My testimony.... I was born on a military base to a
1. Dad - Who studied to be a priest in Catholic seminary
2. Mom - Brought up Pentecostal Holiness and on a farm
We moved up in central Michigan when I was in grade school where I got a paper route and a motorcycle. The school of the time was very wild. You could hear the 70’s rock and roll all the time with young people out in the fields smoking dope. One day while on a route a church bus stops and the driver yells out the door that I needed to be in church.The next thing I know the whole family is attending the local baptist church. The whole youth group would go to church and also party it up with the others of the day. I ended up growing my hair long and falling in with the times.
Regarding the Baptist church they had me believing that speaking of tongues was of the devil and I believed them. The problem was that church was cold as an ice box. In February I used to look out into the ice cold Michigan tundra, with the wind blowing solid white over the road, and a temperature much below zero and wonder what was colder, the tundra I was looking out on, or the church I was in.
When I was seventeen I moved in with my grandmother and attended a party with the young people. I had thought I had snuck in the house good enough, but just as I had got in bed my grandmothers light turned on. There at the doorway my grandmother stood with tears running down her cheeks soaking into her nightgown, making for, I do know, the most pitiful sight (and most powerful sermon) I have ever seen. I told her I would not do that again and kept my word.
So I fell in with the Pentecostal Holiness people. I would work the restaurant in the mornings, the hayfields in the afternoon and go to the revivals at night. We had a wonderful youth group and would go to the many functions. I came into a Pentecostal Holiness Church that was in revival. The old guys would sit back in the pew and weep while the people before them were being laid out in the Spirit. If they looked back and catch the amazed look in my eye they would weep, "The Holy Ghost! The Holy Ghost!" As they pointed to the souls blessed around the altar. After being in such an environment for months one evening while laying on my bed reading Nikki Cruises "Run Baby Run" I felt the Holy Spirit speak to me for the first time to put the book down. When I did he says again, "Where is all that stress, tension, bad feelings, and the like?" In which examining my soul there was nothing there but pure beauty, and in the words of George Clark Rankin,
"As we returned home the sun shone brighter, the birds sang sweeter and the autumn-time looked richer than ever before. My heart was light and my spirit buoyant. I had anchored my soul in the haven of rest, and there was not a ripple upon the current of my joy. That night there was no service and after supper I walked out under the great old pine trees and held communion with God. I thought of mother, and home, and Heaven.

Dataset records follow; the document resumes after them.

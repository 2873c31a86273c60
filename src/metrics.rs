//! Performance Monitor
//!
//! Rolling counters fed by the query cache, the query executor and the
//! live-data connection. Averages are running means, so the first sample
//! needs no special case.

use chrono::Utc;
use serde::Serialize;
use std::sync::Arc;
use std::time::Duration;
use tokio::sync::RwLock;
use tokio::time::Instant;

/// Snapshot of all performance counters
#[derive(Debug, Clone, Default, PartialEq, Serialize)]
pub struct PerformanceMetrics {
    pub cache_hits: u64,
    pub cache_misses: u64,
    /// Completed REST fetches (successful or not)
    pub fetch_count: u64,
    pub average_fetch_time_ms: f64,
    pub messages_processed: u64,
    /// Inbound frames that failed to decode
    pub messages_dropped: u64,
    pub latency_samples: u64,
    pub average_latency_ms: f64,
    pub last_latency_ms: Option<i64>,
    /// Processed messages per second since the monitor was created
    pub throughput: f64,
    /// Timestamp (ms) of the most recent update to any counter
    pub last_update: Option<i64>,
}

impl PerformanceMetrics {
    /// Fraction of cache lookups that were hits, 0.0 when there were none
    pub fn hit_rate(&self) -> f64 {
        let total = self.cache_hits + self.cache_misses;
        if total == 0 {
            0.0
        } else {
            self.cache_hits as f64 / total as f64
        }
    }

    fn touch(&mut self) {
        self.last_update = Some(Utc::now().timestamp_millis());
    }
}

fn running_mean(mean: f64, count: u64, sample: f64) -> f64 {
    mean + (sample - mean) / count as f64
}

/// Shared handle to the performance counters
#[derive(Debug, Clone)]
pub struct PerformanceMonitor {
    metrics: Arc<RwLock<PerformanceMetrics>>,
    started: Instant,
}

impl Default for PerformanceMonitor {
    fn default() -> Self {
        Self::new()
    }
}

impl PerformanceMonitor {
    pub fn new() -> Self {
        Self {
            metrics: Arc::new(RwLock::new(PerformanceMetrics::default())),
            started: Instant::now(),
        }
    }

    pub async fn record_cache_hit(&self) {
        let mut m = self.metrics.write().await;
        m.cache_hits += 1;
        m.touch();
    }

    pub async fn record_cache_miss(&self) {
        let mut m = self.metrics.write().await;
        m.cache_misses += 1;
        m.touch();
    }

    /// Record the wall time of one REST fetch
    pub async fn record_fetch(&self, elapsed: Duration) {
        let mut m = self.metrics.write().await;
        m.fetch_count += 1;
        m.average_fetch_time_ms = running_mean(
            m.average_fetch_time_ms,
            m.fetch_count,
            elapsed.as_secs_f64() * 1000.0,
        );
        m.touch();
    }

    pub async fn record_message(&self) {
        let mut m = self.metrics.write().await;
        m.messages_processed += 1;
        m.touch();
    }

    pub async fn record_dropped(&self) {
        let mut m = self.metrics.write().await;
        m.messages_dropped += 1;
        m.touch();
    }

    /// Record a heartbeat round-trip latency in milliseconds
    pub async fn record_latency(&self, latency_ms: i64) {
        let latency_ms = latency_ms.max(0);
        let mut m = self.metrics.write().await;
        m.latency_samples += 1;
        m.average_latency_ms =
            running_mean(m.average_latency_ms, m.latency_samples, latency_ms as f64);
        m.last_latency_ms = Some(latency_ms);
        m.touch();
    }

    pub async fn snapshot(&self) -> PerformanceMetrics {
        let mut snapshot = self.metrics.read().await.clone();
        let elapsed = self.started.elapsed().as_secs_f64();
        if elapsed > f64::EPSILON {
            snapshot.throughput = snapshot.messages_processed as f64 / elapsed;
        }
        snapshot
    }
}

"I at once gave my name to the preacher for membership in the Church, and the following Sunday morning, along with many others, he received me into full membership in the Methodist Episcopal Church, South. It was one of the most delightful days in my recollection. It was the third Sunday in September, 1866, and those Church vows became a living principle in my heart and life. During these forty-five long years, with their alternations of sunshine and shadow, daylight and darkness, success and failure, rejoicing and weeping, fears within and fightings without, I have never ceased to thank God for that autumnal day in the long ago when my name was registered in the Lamb's Book of Life." -
The Life of George Clark Rankin
The first congregation to carry the name Pentecostal Holiness Church was formed in Goldsboro, North Carolina in 1898. This church was founded as a result of the evangelistic ministry of Abner Blackmon Crumpler, a Methodist evangelist.

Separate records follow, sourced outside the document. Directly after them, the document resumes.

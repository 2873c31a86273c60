//! End-to-end tests against an in-process monitoring server
//!
//! The server speaks the live-data protocol over a real WebSocket and serves
//! the paginated history endpoints over HTTP.

use std::collections::HashMap;
use std::net::SocketAddr;
use std::sync::Arc;
use std::time::Duration;

use axum::extract::ws::{CloseFrame, Message, WebSocket, WebSocketUpgrade};
use axum::extract::{Path, Query as UrlQuery};
use axum::http::{HeaderMap, StatusCode};
use axum::response::{IntoResponse, Response};
use axum::routing::get;
use axum::{Json, Router};
use serde_json::{json, Value};

use enginewatch::{
    Config, ConnectionState, CredentialProvider, ExportFormat, MonitoringService, Query,
    SubscribeOptions,
};

const TOKEN: &str = "secret";

async fn spawn_server() -> SocketAddr {
    let app = Router::new()
        .route("/ws", get(live_socket))
        .route("/ws-closing", get(closing_socket))
        .route("/api/v1/equipment/:id/metrics", get(history))
        .route("/api/v1/equipment/:id/metrics/export", get(export));

    let listener = tokio::net::TcpListener::bind("127.0.0.1:0").await.unwrap();
    let addr = listener.local_addr().unwrap();
    tokio::spawn(async move {
        axum::serve(listener, app).await.unwrap();
    });
    addr
}

fn authorized(params: &HashMap<String, String>) -> bool {
    params.get("token").map(String::as_str) == Some(TOKEN)
}

async fn live_socket(
    ws: WebSocketUpgrade,
    UrlQuery(params): UrlQuery<HashMap<String, String>>,
) -> Response {
    if !authorized(&params) {
        return StatusCode::UNAUTHORIZED.into_response();
    }
    ws.on_upgrade(serve_live)
}

async fn serve_live(mut socket: WebSocket) {
    while let Some(Ok(Message::Text(text))) = socket.recv().await {
        let Ok(frame) = serde_json::from_str::<Value>(&text) else {
            continue;
        };
        if frame["type"] != "SUBSCRIPTION_REQUEST" {
            continue;
        }
        let Some(device) = frame["payload"]["devices"][0].as_str().map(str::to_string) else {
            continue;
        };

        let ack = json!({
            "type": "SUBSCRIPTION_ACK",
            "timestamp": 1,
            "requestId": frame["requestId"],
            "messageId": "srv-ack",
            "payload": {"subscriptionId": format!("sub-{}", device)}
        });
        let update = json!({
            "type": "DATA_UPDATE",
            "timestamp": 2,
            "messageId": "srv-data",
            "payload": {
                "deviceId": device,
                "data": [
                    {"timestamp": 100, "value": 640.0, "unit": "rpm", "quality": "normal",
                     "equipmentId": device, "metricType": "rpm"},
                    {"timestamp": 101, "value": 642.5, "unit": "rpm", "quality": "questionable",
                     "equipmentId": device, "metricType": "rpm"}
                ]
            }
        });

        for message in [ack, update] {
            if socket.send(Message::Text(message.to_string())).await.is_err() {
                return;
            }
        }
    }
}

async fn closing_socket(ws: WebSocketUpgrade) -> Response {
    ws.on_upgrade(|mut socket| async move {
        let _ = socket
            .send(Message::Close(Some(CloseFrame {
                code: 1000,
                reason: "maintenance".into(),
            })))
            .await;
    })
}

fn bearer_ok(headers: &HeaderMap) -> bool {
    headers
        .get("authorization")
        .and_then(|v| v.to_str().ok())
        .map(|v| v == format!("Bearer {}", TOKEN))
        .unwrap_or(false)
}

async fn history(
    Path(id): Path<String>,
    UrlQuery(params): UrlQuery<HashMap<String, String>>,
    headers: HeaderMap,
) -> Response {
    if !bearer_ok(&headers) {
        return StatusCode::UNAUTHORIZED.into_response();
    }
    let metric = params.get("metricType").cloned().unwrap_or_default();
    let start: i64 = params
        .get("startTime")
        .and_then(|s| s.parse().ok())
        .unwrap_or_default();

    Json(json!({
        "items": [
            {"timestamp": start + 10, "value": 380.0, "unit": "C", "quality": "normal",
             "equipmentId": id, "metricType": metric},
            {"timestamp": start + 20, "value": 382.0, "unit": "C", "quality": "estimated",
             "equipmentId": id, "metricType": metric}
        ],
        "total": 2,
        "page": 1,
        "pageSize": 1000,
        "totalPages": 1
    }))
    .into_response()
}

async fn export(
    Path(id): Path<String>,
    UrlQuery(params): UrlQuery<HashMap<String, String>>,
) -> String {
    format!(
        "equipment,format\n{},{}\n",
        id,
        params.get("format").cloned().unwrap_or_default()
    )
}

async fn service(addr: SocketAddr, path: &str) -> MonitoringService {
    let mut config = Config::default();
    config.connection.url = format!("ws://{}{}", addr, path);
    config.connection.max_reconnect_attempts = 0;
    config.api.base_url = format!("http://{}", addr);

    let credentials: CredentialProvider = Arc::new(|| Some(TOKEN.to_string()));
    MonitoringService::from_config(config, Some(credentials))
        .await
        .unwrap()
}

#[tokio::test]
async fn test_subscribe_and_stream_over_websocket() {
    let addr = spawn_server().await;
    let service = service(addr, "/ws").await;
    let mut updates = service.live().subscribe();

    service.connect(TOKEN).await.unwrap();
    assert_eq!(service.state(), ConnectionState::Connected);

    let subscription = service
        .subscribe(
            &["ME-1".to_string()],
            &["rpm".to_string()],
            SubscribeOptions::default(),
        )
        .await
        .unwrap();
    assert_eq!(subscription.subscription_id.as_deref(), Some("sub-ME-1"));

    let update = tokio::time::timeout(Duration::from_secs(5), updates.recv())
        .await
        .unwrap()
        .unwrap();
    assert_eq!(update.device_id, "ME-1");
    assert_eq!(update.readings.len(), 2);

    let tally = service.live().quality("ME-1", "rpm").await.unwrap();
    assert_eq!((tally.total, tally.normal, tally.questionable), (2, 1, 1));

    service.shutdown().await;
}

#[tokio::test]
async fn test_history_query_cached_over_http() {
    let addr = spawn_server().await;
    let service = service(addr, "/ws").await;
    let query = Query::new("ME-1", 1_000, 2_000)
        .unwrap()
        .metrics(["exhaust_temp", "cylinder_temp"]);

    let first = service.execute_query(&query).await.unwrap();
    assert!(!first.cached);
    assert_eq!(first.total, 4);
    assert_eq!(first.data_points.len(), 4);
    assert!(first
        .data_points
        .windows(2)
        .all(|w| w[0].timestamp <= w[1].timestamp));

    let second = service.execute_query(&query).await.unwrap();
    assert!(second.cached);
    assert_eq!(second.data_points, first.data_points);

    let stats = service.cache().stats().await;
    assert_eq!((stats.hits, stats.misses), (1, 1));
}

#[tokio::test]
async fn test_export_over_http() {
    let addr = spawn_server().await;
    let service = service(addr, "/ws").await;
    let query = Query::new("ME 1", 1_000, 2_000).unwrap().metric("rpm");

    let blob = service.export(&query, ExportFormat::Excel).await.unwrap();
    assert_eq!(String::from_utf8(blob).unwrap(), "equipment,format\nME 1,xlsx\n");
}

#[tokio::test]
async fn test_server_normal_close_is_not_retried() {
    let addr = spawn_server().await;
    let service = service(addr, "/ws-closing").await;

    service.connect(TOKEN).await.unwrap();

    let mut state = service.watch_state();
    tokio::time::timeout(
        Duration::from_secs(5),
        state.wait_for(|s| *s == ConnectionState::Disconnected),
    )
    .await
    .unwrap()
    .unwrap();
}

What I ran into I can only describe as a light and an energy that delighted my soul, and consider myself a lifelong Pentecostal Holiness. The old WWII generation would normally have small farms, work local jobs, and it was church at night. The people would work hard Mo-Fr, town on Saturday, and church on Sunday. There were blue laws that kept the places of businesses closed on Sunday, making for I can only describe as an area of Wesleyan culture.
Regarding Speaking in Tongues it is not scriptural that this was done away with...
And these signs shall follow them that believe; In my name shall they cast out devils; they shall speak with new tongues; They shall take up serpents; and if they drink any deadly thing, it shall not hurt them; they shall lay hands on the sick, and they shall recover. -
Mark 16:17-18
If these events no longer occur it is more due to our carnality than any other reason. I prefer to press people on in the events I just described, however it is not conditional to salvation. The old Pentecostal Holiness church I just eluded to would wait for an interpretation if a message in tongues was given. And they would sit you down if you were out of order.
We had a oneness Pentecostal push in these parts a couple of decades ago. These people would not let anyone claim salvation unless they spoke in tongues. I had a guy I worked with who was in this and his personality actually warmed up after he fell out of the movement. Oneness Pentecostal... I think of it as "Yankee Pentecostalism" as there is very little of the warmth, care, compassion, character, charity, and joy that I was accustomed to in the Wesleyan way of getting things.